Nessa medida, eles estariam certos em serem contrários ao isolamento social, visto que em primeiro lugar deve-se manter a “liberdade”. Pois bem, ao personificar a liberdade como algo que “eu” mesmo determino e que ninguém pode decidir sobre isso, acabo vendo a liberdade como particular ou seja aos meus interesses em primeiro lugar, e não pode haver nenhum impedimento externo. Esse padrão de liberdade caminharia para um tipo bem sutil de “individualismo moderno”.

Max Weber em “A ética protestante e o espirito do capitalismo” nos apresenta o papel dos valores no desenvolvimento do capitalismo , mais basicamente um capitalismo enquanto “ espirito” e “ cultura” que se aproxima a nossa compreensão da forma como os indivíduos reagem a determinadas mudanças sociais , ou seja, como esse “ espirito do capitalismo moderno” , respeitando os fatores históricos e culturais , se apresenta frente as novas demandas sociais e qual a conduta de vida desses sujeitos. Na pratica , a conduta humana na visão de Weber , é o reflexo da ação social desse sujeito , ação essa que precisa ser compreendida com base nas relações causais , ou seja, se tornamos como caminho explicativo a ideia de liberdade, e tendo como princípio básico o seu caráter subjetivo, o fato de decidir por fazer ou não fazer o isolamento social que aqui podemos caracterizar como fenômeno social  , configura ao sujeito uma tipologia de ação racional que deve ser compreendida esgotando todas as relações sociais a ela interligada , como uma ação com um resultado especifico , independente se esse resultado compreende a visão da maioria .Em uma crítica a ideia de liberdade de Hobbes , Axel Honneth explica que partindo dessa aproximação da liberdade ao individualismo  “o próprio sujeito detém um direito à especificidade, à qual ele se apega por seus desejos e intenções que não estão submetidos a nenhum controle de princípios de graus mais elevados” ( p.46).

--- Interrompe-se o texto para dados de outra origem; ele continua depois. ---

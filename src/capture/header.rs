//! Classic pcap global header
//!
//! Every capture stream, inbound from the capture process and outbound to each
//! subscriber, starts with one 24 byte global header:
//!
//! ```text
//! +----------+---------+---------+----------+---------+---------+----------+
//! | magic(4) | major(2)| minor(2)| zone(4)  | sigs(4) | snap(4) | link(4)  |
//! +----------+---------+---------+----------+---------+---------+----------+
//! ```
//!
//! The magic number decides the byte order of every later field (including
//! the record headers) and whether timestamp fractions are micro- or
//! nanoseconds. pcapng is not accepted.
//!
//! Parsing and serialization are done by `pcap_parser`; this module maps its
//! types onto the broker's own.

use bytes::Bytes;
use pcap_parser::{parse_pcap_header, LegacyPcapBlock, Linktype, PcapHeader, ToVec};

use super::error::CaptureError;
use super::record::PacketRecord;

/// Size of the global header in bytes
pub const GLOBAL_HEADER_LEN: usize = 24;

/// Size of a per-record header in bytes
pub const RECORD_HEADER_LEN: usize = 16;

/// Magic for microsecond-resolution captures
pub const MAGIC_MICROS: u32 = 0xa1b2_c3d4;

/// Magic for nanosecond-resolution captures
pub const MAGIC_NANOS: u32 = 0xa1b2_3c4d;

/// Only major version in use for classic pcap
pub const VERSION_MAJOR: u16 = 2;

/// Minor version written to subscribers
pub const VERSION_MINOR: u16 = 4;

/// Snapshot length advertised to subscribers
pub const OUTBOUND_SNAPLEN: u32 = 65535;

/// Largest captured length libpcap itself will accept
pub const MAX_SNAPLEN: u32 = 262_144;

/// Link-layer header type (LINKTYPE_* value)
#[derive(Debug, Clone, Copy, PartialEq, Eq, Hash)]
pub struct LinkType(pub u32);

impl LinkType {
    pub const NULL: LinkType = LinkType(0);
    pub const ETHERNET: LinkType = LinkType(1);
    pub const RAW: LinkType = LinkType(101);
    pub const IEEE802_11: LinkType = LinkType(105);
    pub const LOOP: LinkType = LinkType(108);
    pub const LINUX_SLL: LinkType = LinkType(113);
    pub const IEEE802_11_RADIOTAP: LinkType = LinkType(127);
    pub const IPV4: LinkType = LinkType(228);
    pub const IPV6: LinkType = LinkType(229);
    pub const LINUX_SLL2: LinkType = LinkType(276);

    /// Short name for well-known link types
    pub fn name(&self) -> Option<&'static str> {
        match self.0 {
            0 => Some("NULL"),
            1 => Some("ETHERNET"),
            101 => Some("RAW"),
            105 => Some("IEEE802_11"),
            108 => Some("LOOP"),
            113 => Some("LINUX_SLL"),
            127 => Some("IEEE802_11_RADIOTAP"),
            228 => Some("IPV4"),
            229 => Some("IPV6"),
            276 => Some("LINUX_SLL2"),
            _ => None,
        }
    }
}

impl std::fmt::Display for LinkType {
    fn fmt(&self, f: &mut std::fmt::Formatter<'_>) -> std::fmt::Result {
        match self.name() {
            Some(name) => write!(f, "{} ({})", name, self.0),
            None => write!(f, "LINKTYPE_{}", self.0),
        }
    }
}

/// Byte order of a capture stream
#[derive(Debug, Clone, Copy, PartialEq, Eq)]
pub enum ByteOrder {
    Little,
    Big,
}

/// Unit of the sub-second timestamp field
#[derive(Debug, Clone, Copy, PartialEq, Eq)]
pub enum TimestampPrecision {
    Micros,
    Nanos,
}

impl TimestampPrecision {
    /// Number of fraction units in one second
    pub fn units_per_second(&self) -> u32 {
        match self {
            TimestampPrecision::Micros => 1_000_000,
            TimestampPrecision::Nanos => 1_000_000_000,
        }
    }

    fn magic(&self) -> u32 {
        match self {
            TimestampPrecision::Micros => MAGIC_MICROS,
            TimestampPrecision::Nanos => MAGIC_NANOS,
        }
    }
}

/// Decoded global header
#[derive(Debug, Clone, Copy, PartialEq, Eq)]
pub struct StreamHeader {
    /// Link-layer type of every packet in the stream
    pub link_type: LinkType,
    /// Maximum captured bytes per packet
    pub snaplen: u32,
    /// Byte order of all header fields
    pub byte_order: ByteOrder,
    /// Unit of record timestamp fractions
    pub precision: TimestampPrecision,
    /// Format version (major, minor)
    pub version: (u16, u16),
}

impl StreamHeader {
    /// Header written to subscribers: little-endian, microseconds, v2.4
    pub fn outbound(link_type: LinkType, snaplen: u32) -> Self {
        Self {
            link_type,
            snaplen,
            byte_order: ByteOrder::Little,
            precision: TimestampPrecision::Micros,
            version: (VERSION_MAJOR, VERSION_MINOR),
        }
    }

    /// Parse a global header
    pub fn parse(buf: &[u8; GLOBAL_HEADER_LEN]) -> Result<Self, CaptureError> {
        let header = match parse_pcap_header(buf) {
            Ok((_, header)) => header,
            // The buffer is complete, so any failure is the magic number
            Err(_) => {
                let magic = u32::from_be_bytes([buf[0], buf[1], buf[2], buf[3]]);
                return Err(CaptureError::UnknownMagic(magic));
            }
        };

        if header.version_major != VERSION_MAJOR {
            return Err(CaptureError::UnsupportedVersion {
                major: header.version_major,
                minor: header.version_minor,
            });
        }

        let byte_order = if header.is_bigendian() {
            ByteOrder::Big
        } else {
            ByteOrder::Little
        };
        let precision = if header.is_nanosecond_precision() {
            TimestampPrecision::Nanos
        } else {
            TimestampPrecision::Micros
        };

        Ok(Self {
            // Upper bits of the link type field carry FCS info we don't use
            link_type: LinkType(header.network.0 as u32 & 0x0FFF_FFFF),
            snaplen: header.snaplen,
            byte_order,
            precision,
            version: (header.version_major, header.version_minor),
        })
    }

    /// Encode this header, always little-endian
    pub fn encode(&self) -> Result<Bytes, CaptureError> {
        let header = PcapHeader {
            magic_number: self.precision.magic(),
            version_major: self.version.0,
            version_minor: self.version.1,
            thiszone: 0,
            sigfigs: 0,
            snaplen: self.snaplen,
            network: Linktype(self.link_type.0 as i32),
        };

        header
            .to_vec_raw()
            .map(Bytes::from)
            .map_err(|e| CaptureError::Encode(format!("{:?}", e)))
    }

    /// Frame a record (record header + payload) in this header's precision
    ///
    /// The result is little-endian and shared by every subscriber of one
    /// fan-out pass.
    pub fn frame_record(&self, record: &PacketRecord) -> Result<Bytes, CaptureError> {
        let fraction = match self.precision {
            TimestampPrecision::Micros => record.ts_nanos / 1_000,
            TimestampPrecision::Nanos => record.ts_nanos,
        };

        let block = LegacyPcapBlock {
            ts_sec: record.ts_sec,
            ts_usec: fraction,
            caplen: record.captured_len(),
            origlen: record.orig_len,
            data: &record.data[..],
        };

        block
            .to_vec_raw()
            .map(Bytes::from)
            .map_err(|e| CaptureError::Encode(format!("{:?}", e)))
    }

    /// Upper bound for a record's captured length in this stream
    pub fn max_caplen(&self) -> u32 {
        self.snaplen.max(MAX_SNAPLEN)
    }

    /// Captured length field of a raw record header, read without parsing
    /// the rest of the record
    pub(crate) fn peek_caplen(&self, record_header: &[u8]) -> u32 {
        let raw = [
            record_header[8],
            record_header[9],
            record_header[10],
            record_header[11],
        ];
        match self.byte_order {
            ByteOrder::Little => u32::from_le_bytes(raw),
            ByteOrder::Big => u32::from_be_bytes(raw),
        }
    }
}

Muito embora a liberdade individual seja fundamental, ela não pode sobressair ao interesse coletivo, e assim a defesa pelo fim do isolamento social torna-se a defesa das idiossincrasias que é uma marca dos grupos contrários ao isolamento social, independentemente do gênero, classe social, raça e orientação ideológica. Desse modo prevalecendo a insígnia da individualização como sinônimo de liberdade, nenhum avanço social será possível.

Referências

Hobbes, Thomas. Leviatã ou Matéria, Forma e Poder de um Estado Eclesiástico e Civil. São Paulo: Nova Cultural. 1999.

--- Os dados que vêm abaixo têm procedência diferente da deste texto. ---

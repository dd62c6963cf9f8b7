//! Error types for the broker
//!
//! Everything in here is fatal to the broker. Failures that only concern a
//! single subscriber live in [`crate::registry::DeliveryError`] and never
//! reach this type.

use std::io;
use std::process::ExitStatus;

use crate::capture::CaptureError;

/// Result type alias using the broker error type
pub type Result<T> = std::result::Result<T, Error>;

/// Broker-level error
#[derive(Debug, thiserror::Error)]
pub enum Error {
    /// Configuration rejected before startup
    #[error("invalid configuration: {0}")]
    Config(String),

    /// Capture command could not be split into argv
    #[error("failed to parse capture command: {0:?}")]
    InvalidCommand(String),

    /// Capture process could not be started
    #[error("failed to start capture command {program:?}: {source}")]
    Spawn {
        program: String,
        #[source]
        source: io::Error,
    },

    /// The capture stream could not be decoded
    #[error("capture stream error: {0}")]
    Capture(#[from] CaptureError),

    /// Listener could not be bound
    #[error("failed to listen on {addr}: {source}")]
    Bind {
        addr: String,
        #[source]
        source: io::Error,
    },

    /// Accept failed while the broker was not shutting down
    #[error("failed to accept connection: {0}")]
    Accept(#[source] io::Error),

    /// Capture process ended before the stream header was read
    #[error("capture process exited before producing a stream header ({0})")]
    EarlyExit(ExitStatus),

    /// Shutdown was requested before the broker finished starting
    #[error("shutdown requested during startup")]
    Interrupted,

    /// A broker task panicked or was aborted
    #[error("broker task failed: {0}")]
    Task(String),

    /// Other I/O error
    #[error("I/O error: {0}")]
    Io(#[from] io::Error),
}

Honneth, Axel. O direito da liberdade. São Paulo: Martins, 2015.

Weber, Max. A ética protestante e o “espírito do capitalismo”. São Paulo: Companhia das Letras , 2004.

 

Prof. Dr. Rodrigo Umbelino da Silva

Doutor em Ciência Política Unicamp

Docente de Sociologia do Instituto Federal de São Paulo – Campus São Roque

Membro do Polcrim Unicamp – Laboratório de estudos de Criminologia e Política

Membro do NEABI/IFSP – Núcleo de Estudos Afro-Brasileiros e Indígenas do Instituto Federal de São Paulo.

 


[1] O que Hobbes chama de criação do “homem artificial” é o surgimento do Estado em conjunto com as leis civis.